// Registry - Every known transmitter, keyed by id
//
// Owns transmitter state exclusively. Enforces that log channels are unique
// across all sensors, except channel 0 which means "do not record".

use crate::event::{PowerState, Reading, TransmitterKind};
use crate::registry::transmitter::{check_ports, summary_header, valid_ports};
use crate::registry::{ReadingOutcome, ReconcilePolicy, RegistryError, Sensor, Transmitter};
use crate::sink::SampleSink;
use std::collections::BTreeMap;
use tracing::info;

#[derive(Debug, Clone, Default, PartialEq, Eq)]
pub struct Registry {
    transmitters: BTreeMap<u32, Transmitter>,
}

impl Registry {
    pub fn new() -> Self {
        Self::default()
    }

    pub fn len(&self) -> usize {
        self.transmitters.len()
    }

    pub fn is_empty(&self) -> bool {
        self.transmitters.is_empty()
    }

    pub fn contains(&self, id: u32) -> bool {
        self.transmitters.contains_key(&id)
    }

    pub fn get(&self, id: u32) -> Option<&Transmitter> {
        self.transmitters.get(&id)
    }

    pub fn get_mut(&mut self, id: u32) -> Option<&mut Transmitter> {
        self.transmitters.get_mut(&id)
    }

    /// Transmitters in id order
    pub fn iter(&self) -> impl Iterator<Item = &Transmitter> {
        self.transmitters.values()
    }

    /// (TX count, TRX count)
    pub fn counts(&self) -> (usize, usize) {
        let trx = self
            .iter()
            .filter(|t| t.kind() == TransmitterKind::Trx)
            .count();
        (self.len() - trx, trx)
    }

    // ========================================================================
    // LOG CHANNELS
    // ========================================================================

    /// Every enabled log channel in use, ascending
    pub fn log_channels(&self) -> Vec<u32> {
        let mut channels: Vec<u32> = self
            .iter()
            .flat_map(|t| t.sensors().values().map(|s| s.log_channel()))
            .filter(|&c| c != 0)
            .collect();
        channels.sort_unstable();
        channels
    }

    /// One past the highest channel in use, or 1 when there are none
    pub fn next_free_log_channel(&self) -> u32 {
        self.log_channels().last().map_or(1, |c| c + 1)
    }

    fn channel_owner(&self, channel: u32, except: Option<(u32, u8)>) -> Option<u32> {
        if channel == 0 {
            return None;
        }
        self.iter().find_map(|t| {
            t.sensors()
                .iter()
                .any(|(&port, s)| s.log_channel() == channel && except != Some((t.id(), port)))
                .then(|| t.id())
        })
    }

    /// Channel-to-name mapping for every enabled channel
    pub fn labels(&self) -> Vec<(u32, String)> {
        let mut labels: Vec<(u32, String)> = self
            .iter()
            .flat_map(|t| t.sensors().values())
            .filter(|s| s.log_channel() != 0)
            .map(|s| (s.log_channel(), s.name().to_string()))
            .collect();
        labels.sort_by_key(|(c, _)| *c);
        labels
    }

    // ========================================================================
    // MUTATION
    // ========================================================================

    /// Insert a fully built transmitter
    pub fn insert(&mut self, transmitter: Transmitter) -> Result<(), RegistryError> {
        let id = transmitter.id();
        if self.contains(id) {
            return Err(RegistryError::DuplicateTransmitter(id));
        }
        for sensor in transmitter.sensors().values() {
            if let Some(owner) = self.channel_owner(sensor.log_channel(), None) {
                return Err(RegistryError::LogChannelInUse {
                    channel: sensor.log_channel(),
                    owner,
                });
            }
        }
        self.transmitters.insert(id, transmitter);
        Ok(())
    }

    /// Register a new transmitter with one fresh sensor per port.
    ///
    /// An empty port list means every port the kind supports. Each sensor
    /// gets the next free log channel.
    pub fn add(&mut self, id: u32, kind: TransmitterKind, ports: &[u8]) -> Result<&Transmitter, RegistryError> {
        if self.contains(id) {
            return Err(RegistryError::DuplicateTransmitter(id));
        }
        let ports = if ports.is_empty() { valid_ports(kind) } else { ports };
        check_ports(kind, ports)?;

        let mut next = self.next_free_log_channel();
        let mut fresh = || {
            let sensor = Sensor::new(next);
            next += 1;
            sensor
        };
        let transmitter = match kind {
            TransmitterKind::Tx => {
                let sensors: BTreeMap<u8, Sensor> = ports.iter().map(|&p| (p, fresh())).collect();
                Transmitter::tx(id, sensors)?
            }
            TransmitterKind::Trx => Transmitter::trx(id, fresh()),
        };

        info!(tx_id = id, kind = %kind, sensors = transmitter.sensors().len(), "Added transmitter");
        self.transmitters.insert(id, transmitter);
        Ok(&self.transmitters[&id])
    }

    pub fn remove(&mut self, id: u32) -> Result<Transmitter, RegistryError> {
        let removed = self
            .transmitters
            .remove(&id)
            .ok_or(RegistryError::UnknownTransmitter(id))?;
        info!(tx_id = id, "Removed transmitter");
        Ok(removed)
    }

    fn sensor_mut(&mut self, id: u32, port: u8) -> Result<&mut Sensor, RegistryError> {
        self.transmitters
            .get_mut(&id)
            .ok_or(RegistryError::UnknownTransmitter(id))?
            .sensor_mut(port)
    }

    pub fn rename_sensor(&mut self, id: u32, port: u8, name: &str) -> Result<(), RegistryError> {
        self.sensor_mut(id, port)?.set_name(name);
        Ok(())
    }

    /// Move a sensor to another log channel; 0 disables logging
    pub fn set_log_channel(&mut self, id: u32, port: u8, channel: u32) -> Result<(), RegistryError> {
        self.sensor_mut(id, port)?;
        if let Some(owner) = self.channel_owner(channel, Some((id, port))) {
            return Err(RegistryError::LogChannelInUse { channel, owner });
        }
        self.sensor_mut(id, port)?.set_log_channel(channel);
        Ok(())
    }

    pub fn set_aggregate(&mut self, id: u32, port: u8, aggregate: bool) -> Result<(), RegistryError> {
        self.sensor_mut(id, port)?.set_aggregate(aggregate);
        Ok(())
    }

    /// Record a power state we commanded
    pub fn set_power_state(&mut self, id: u32, state: PowerState) -> Result<(), RegistryError> {
        let transmitter = self
            .transmitters
            .get_mut(&id)
            .ok_or(RegistryError::UnknownTransmitter(id))?;
        transmitter
            .as_trx_mut()
            .ok_or(RegistryError::NotSwitchable(id))?
            .set_power_state(state);
        Ok(())
    }

    // ========================================================================
    // READINGS
    // ========================================================================

    /// Route a sample reading to its transmitter
    pub fn apply(
        &mut self,
        reading: &Reading,
        policy: &ReconcilePolicy,
        sink: &mut dyn SampleSink,
    ) -> Result<ReadingOutcome, RegistryError> {
        let transmitter = self
            .transmitters
            .get_mut(&reading.source_id)
            .ok_or(RegistryError::UnknownTransmitter(reading.source_id))?;
        transmitter.apply(reading, policy, sink)
    }

    /// Human-readable table of every sensor
    pub fn summary(&self) -> String {
        let mut lines = vec![summary_header()];
        lines.extend(self.iter().flat_map(|t| t.summary()));
        lines.join("\n")
    }
}

impl FromIterator<Transmitter> for Registry {
    fn from_iter<I: IntoIterator<Item = Transmitter>>(iter: I) -> Self {
        Self {
            transmitters: iter.into_iter().map(|t| (t.id(), t)).collect(),
        }
    }
}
┄┄┄┄┄┄
WHAT IS REQUIRED: When you reach the line that contains "pub fn next_free_log_channel(&self)", stop; that line and every line before it, from the very first line of the data, should be restated word for word.

RESULT FOR THIS TASK:
// Registry - Every known transmitter, keyed by id
//
// Owns transmitter state exclusively. Enforces that log channels are unique
// across all sensors, except channel 0 which means "do not record".

use crate::event::{PowerState, Reading, TransmitterKind};
use crate::registry::transmitter::{check_ports, summary_header, valid_ports};
use crate::registry::{ReadingOutcome, ReconcilePolicy, RegistryError, Sensor, Transmitter};
use crate::sink::SampleSink;
use std::collections::BTreeMap;
use tracing::info;

#[derive(Debug, Clone, Default, PartialEq, Eq)]
pub struct Registry {
    transmitters: BTreeMap<u32, Transmitter>,
}

impl Registry {
    pub fn new() -> Self {
        Self::default()
    }

    pub fn len(&self) -> usize {
        self.transmitters.len()
    }

    pub fn is_empty(&self) -> bool {
        self.transmitters.is_empty()
    }

    pub fn contains(&self, id: u32) -> bool {
        self.transmitters.contains_key(&id)
    }

    pub fn get(&self, id: u32) -> Option<&Transmitter> {
        self.transmitters.get(&id)
    }

    pub fn get_mut(&mut self, id: u32) -> Option<&mut Transmitter> {
        self.transmitters.get_mut(&id)
    }

    /// Transmitters in id order
    pub fn iter(&self) -> impl Iterator<Item = &Transmitter> {
        self.transmitters.values()
    }

    /// (TX count, TRX count)
    pub fn counts(&self) -> (usize, usize) {
        let trx = self
            .iter()
            .filter(|t| t.kind() == TransmitterKind::Trx)
            .count();
        (self.len() - trx, trx)
    }

    // ========================================================================
    // LOG CHANNELS
    // ========================================================================

    /// Every enabled log channel in use, ascending
    pub fn log_channels(&self) -> Vec<u32> {
        let mut channels: Vec<u32> = self
            .iter()
            .flat_map(|t| t.sensors().values().map(|s| s.log_channel()))
            .filter(|&c| c != 0)
            .collect();
        channels.sort_unstable();
        channels
    }

    /// One past the highest channel in use, or 1 when there are none
    pub fn next_free_log_channel(&self) -> u32 {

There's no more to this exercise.